Avast Reveals More Details About CCleaner Malware Incident : Read more

 

[Kelavarus]

"On September 12, MorphiSec notified Avast and Cisco about the malware and both started their own investigations. Avast also contacted law enforcement on the same day."

Considering the circumstances surrounding many other security breaches lately, I at least respect them for making this decision. However... I am curious about:

"On September 18, both Piriform and Cisco’s Talos division made the announcement about the incident."

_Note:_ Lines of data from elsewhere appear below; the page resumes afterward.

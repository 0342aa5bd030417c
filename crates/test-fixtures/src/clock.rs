use std::sync::atomic::{AtomicI64, Ordering};

use minutes_core::traits::Clock;

/// A clock that only moves when told to.
#[derive(Debug, Default)]
pub struct ManualClock {
    now: AtomicI64,
}

impl ManualClock {
    pub fn new(start_ms: i64) -> Self {
        Self {
            now: AtomicI64::new(start_ms),
        }
    }

    pub fn now(&self) -> i64 {
        self.now.load(Ordering::SeqCst)
    }

    pub fn set(&self, ms: i64) {
        self.now.store(ms, Ordering::SeqCst);
    }

    pub fn advance_ms(&self, ms: i64) -> i64 {
        self.now.fetch_add(ms, Ordering::SeqCst) + ms
    }

    pub fn advance_secs(&self, secs: i64) -> i64 {
        self.advance_ms(secs * 1_000)
    }

    pub fn advance_minutes(&self, minutes: i64) -> i64 {
        self.advance_ms(minutes * 60_000)
    }
}

impl Clock for ManualClock {
    fn now_millis(&self) -> i64 {
        self.now()
    }
}
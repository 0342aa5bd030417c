//! What one post-append compaction pass did.

use minutes_core::errors::{CompactionError, CompactionLevel};
use minutes_core::models::ProviderKind;
use minutes_observability::AttemptOutcome;

/// Result of one attempted compaction level.
#[derive(Debug, Clone)]
pub enum LevelOutcome {
    /// The summary was applied.
    Applied { provider: ProviderKind, covered: usize },
    /// Providers could not produce a summary; nothing changed.
    Failed(CompactionError),
    /// Cancelled, or the session or source changed before apply.
    Discarded { reason: String },
}

impl LevelOutcome {
    pub fn is_applied(&self) -> bool {
        matches!(self, Self::Applied { .. })
    }

    pub fn attempt_outcome(&self) -> AttemptOutcome {
        match self {
            Self::Applied { .. } => AttemptOutcome::Applied,
            Self::Failed(_) => AttemptOutcome::Failed,
            Self::Discarded { .. } => AttemptOutcome::Discarded,
        }
    }
}

/// Summary of one `on_chunk_appended` pass.
#[derive(Debug, Clone, Default)]
pub struct CompactionReport {
    /// `None` when micro compaction was not due.
    pub micro: Option<LevelOutcome>,
    /// `None` when section compaction was not due.
    pub section: Option<LevelOutcome>,
    /// Another compaction held the guard; only the trim ran.
    pub contended: bool,
    /// Chunks dropped by the post-append trim.
    pub trimmed: usize,
}

impl CompactionReport {
    /// Attempted levels and their outcomes.
    pub fn attempts(&self) -> impl Iterator<Item = (CompactionLevel, &LevelOutcome)> {
        [
            (CompactionLevel::Micro, self.micro.as_ref()),
            (CompactionLevel::Section, self.section.as_ref()),
        ]
        .into_iter()
        .filter_map(|(level, outcome)| outcome.map(|o| (level, o)))
    }
}
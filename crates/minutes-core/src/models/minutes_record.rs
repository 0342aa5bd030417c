use serde::{Deserialize, Serialize};

use super::ProviderKind;

/// Where the final summary text came from.
#[derive(Debug, Clone, Copy, PartialEq, Eq, Serialize, Deserialize)]
#[serde(tag = "kind", rename_all = "snake_case")]
pub enum SummarySource {
    /// Synthesized locally from the opening chunks of a short session.
    ShortSession,
    /// Generated by a provider.
    Provider { provider: ProviderKind },
    /// Local template used after every provider failed.
    Template,
}

/// The final record of a session. The only object that outlives it.
#[derive(Debug, Clone, Serialize, Deserialize)]
pub struct MinutesRecord {
    pub session_id: String,
    pub subject_name: String,
    pub started_at: i64,
    pub ended_at: i64,
    pub duration_minutes: i64,
    pub summary: String,
    pub summary_source: SummarySource,
    pub decisions: Vec<String>,
    pub action_items: Vec<String>,
    pub transcript_count: usize,
    pub section_count: usize,
}
//! CompactionScheduler: post-append compaction with an `AtomicBool` single-execution guard.

use std::sync::atomic::{AtomicBool, Ordering};
use std::sync::Arc;

use tokio_util::sync::CancellationToken;
use tracing::{debug, Instrument};

use minutes_context::ContextStore;
use minutes_core::config::CompactionConfig;
use minutes_core::errors::{CompactionError, CompactionLevel, MinutesError};
use minutes_core::keywords;
use minutes_core::models::{MicroSummary, SummaryRequest};
use minutes_core::traits::Clock;
use minutes_observability::compaction_span;
use minutes_observability::tracing_setup::events;
use minutes_providers::{ProviderOrchestrator, SummaryOutcome};

use crate::report::{CompactionReport, LevelOutcome};
use crate::scheduling::{evaluate_triggers, TriggerReason, TriggerSignals};

/// Runs after every appended chunk.
///
/// At most one compaction runs at a time; a trigger that finds the guard
/// held only trims. Provider calls happen outside the store lock.
pub struct CompactionScheduler {
    store: Arc<ContextStore>,
    orchestrator: Arc<ProviderOrchestrator>,
    config: CompactionConfig,
    clock: Arc<dyn Clock>,
    /// Guard: only one compaction can run at a time.
    is_running: Arc<AtomicBool>,
}

/// Releases the guard on drop, including when the pass is cancelled mid-await.
struct RunningGuard<'a>(&'a AtomicBool);

impl Drop for RunningGuard<'_> {
    fn drop(&mut self) {
        self.0.store(false, Ordering::SeqCst);
    }
}

impl CompactionScheduler {
    pub fn new(
        store: Arc<ContextStore>,
        orchestrator: Arc<ProviderOrchestrator>,
        config: CompactionConfig,
        clock: Arc<dyn Clock>,
    ) -> Self {
        Self {
            store,
            orchestrator,
            config,
            clock,
            is_running: Arc::new(AtomicBool::new(false)),
        }
    }

    pub fn is_running(&self) -> bool {
        self.is_running.load(Ordering::Relaxed)
    }

    /// Evaluate both levels, run what is due, then always trim.
    pub async fn on_chunk_appended(&self, cancel: &CancellationToken) -> CompactionReport {
        let mut report = CompactionReport::default();
        if let Some(guard) = self.try_acquire() {
            self.run_due(&mut report, cancel).await;
            drop(guard);
        } else if self.anything_due() {
            debug!("compaction already in progress, trimming only");
            report.contended = true;
        }
        report.trimmed = self.store.trim_recent();
        report
    }

    fn try_acquire(&self) -> Option<RunningGuard<'_>> {
        self.is_running
            .compare_exchange(false, true, Ordering::SeqCst, Ordering::SeqCst)
            .ok()
            .map(|_| RunningGuard(&self.is_running))
    }

    fn signals(&self) -> Option<(String, TriggerSignals)> {
        let now = self.clock.now_millis();
        self.store
            .compaction_view()
            .map(|(id, view)| (id, TriggerSignals::from_view(&view, now)))
    }

    fn anything_due(&self) -> bool {
        self.signals()
            .is_some_and(|(_, s)| !evaluate_triggers(&s, &self.config).is_empty())
    }

    async fn run_due(&self, report: &mut CompactionReport, cancel: &CancellationToken) {
        let Some((session_id, signals)) = self.signals() else {
            return;
        };
        let mut due = evaluate_triggers(&signals, &self.config);
        if due.contains(&TriggerReason::Micro) {
            let outcome = self
                .run_micro(&session_id, signals.now, cancel)
                .instrument(compaction_span!(CompactionLevel::Micro, session_id.as_str()))
                .await;
            report.micro = Some(outcome);

            // A micro-summary just applied may complete a section batch.
            let Some((_, signals)) = self.signals() else {
                return;
            };
            due = evaluate_triggers(&signals, &self.config);
        }
        if due.contains(&TriggerReason::Section) {
            let outcome = self
                .run_section(&session_id, cancel)
                .instrument(compaction_span!(CompactionLevel::Section, session_id.as_str()))
                .await;
            report.section = Some(outcome);
        }
    }

    async fn run_micro(&self, session_id: &str, now: i64, cancel: &CancellationToken) -> LevelOutcome {
        let level = CompactionLevel::Micro;
        let Some(snapshot) = self.store.micro_snapshot() else {
            return discarded(level, session_id, "session ended");
        };
        if snapshot.session_id != session_id {
            return discarded(level, session_id, "session changed");
        }
        let Some(first) = snapshot.chunks.first() else {
            return discarded(level, session_id, "no chunks");
        };
        let start_time = first.timestamp_ms;
        let covered = snapshot.chunks.len();

        let prompt = snapshot
            .chunks
            .iter()
            .map(|c| c.prompt_line())
            .collect::<Vec<_>>()
            .join("\n");
        let request = SummaryRequest::micro(prompt).with_max_words(self.config.micro_max_words);

        let summary = match self.generate(level, session_id, &request, cancel).await {
            Ok(outcome) => outcome,
            Err(outcome) => return outcome,
        };

        let text = summary.text.trim().to_string();
        let micro = MicroSummary {
            topics: keywords::extract_topics(&text),
            summary: text,
            start_time,
            end_time: now,
        };
        match self.store.apply_micro_summary(session_id, micro) {
            Ok(()) => {
                events::compaction_completed("micro", session_id, covered);
                LevelOutcome::Applied {
                    provider: summary.provider,
                    covered,
                }
            }
            Err(e) => discarded(level, session_id, &e.to_string()),
        }
    }

    async fn run_section(&self, session_id: &str, cancel: &CancellationToken) -> LevelOutcome {
        let level = CompactionLevel::Section;
        let Some(snapshot) = self.store.section_snapshot(self.config.section_batch_size) else {
            return discarded(level, session_id, "not enough micro summaries");
        };
        if snapshot.session_id != session_id {
            return discarded(level, session_id, "session changed");
        }

        let prompt = snapshot
            .micros
            .iter()
            .map(|m| m.summary.as_str())
            .collect::<Vec<_>>()
            .join("\n");
        let request = SummaryRequest::section(prompt).with_max_words(self.config.section_max_words);

        let summary = match self.generate(level, session_id, &request, cancel).await {
            Ok(outcome) => outcome,
            Err(outcome) => return outcome,
        };

        let covered = snapshot.micros.len();
        match self.store.apply_section_summary(
            session_id,
            &snapshot.micros,
            summary.text.trim().to_string(),
        ) {
            Ok(()) => {
                events::compaction_completed("section", session_id, covered);
                LevelOutcome::Applied {
                    provider: summary.provider,
                    covered,
                }
            }
            Err(e) => discarded(level, session_id, &e.to_string()),
        }
    }

    /// Ask the orchestrator, racing cancellation. `Err` carries the final outcome.
    async fn generate(
        &self,
        level: CompactionLevel,
        session_id: &str,
        request: &SummaryRequest,
        cancel: &CancellationToken,
    ) -> Result<SummaryOutcome, LevelOutcome> {
        let result = tokio::select! {
            biased;
            _ = cancel.cancelled() => {
                return Err(discarded(level, session_id, "cancelled"));
            }
            result = self.orchestrator.try_generate_summary(request) => result,
        };
        if cancel.is_cancelled() {
            return Err(discarded(level, session_id, "cancelled"));
        }
        result.map_err(|e| {
            let reason = match e {
                MinutesError::ProviderError(p) => p.to_string(),
                other => other.to_string(),
            };
            events::compaction_skipped(&level.to_string(), session_id, &reason);
            LevelOutcome::Failed(CompactionError::Skipped { level, reason })
        })
    }
}

fn discarded(level: CompactionLevel, session_id: &str, reason: &str) -> LevelOutcome {
    debug!(level = %level, session_id, reason, "compaction result discarded");
    LevelOutcome::Discarded {
        reason: reason.to_string(),
    }
}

While yes, they had released the updated version without the malware 3 days earlier, why wait for 6 days to notify the public about the development? I assume that there are probably (still) file repository sites that have older versions available and there might be people who don't get the latest version every time. If law enforcement told them not to release it, I can understand, but beyond that it seems like they should have made an announcement at the very least on the 15th when the command and control servers were shut down.

 

[AnimeMania]

Did Avast release a program that can tell you if you have the malware on your computer?

 

[dastiegen]

See the Talos post for signs of infection (existence of a reg key named 'Agromo').

What Avast isn't discussing is the potential damage to those hundred of thousands of users who did have the malware on their machine for a few weeks... Did you not ask about this, Lucian?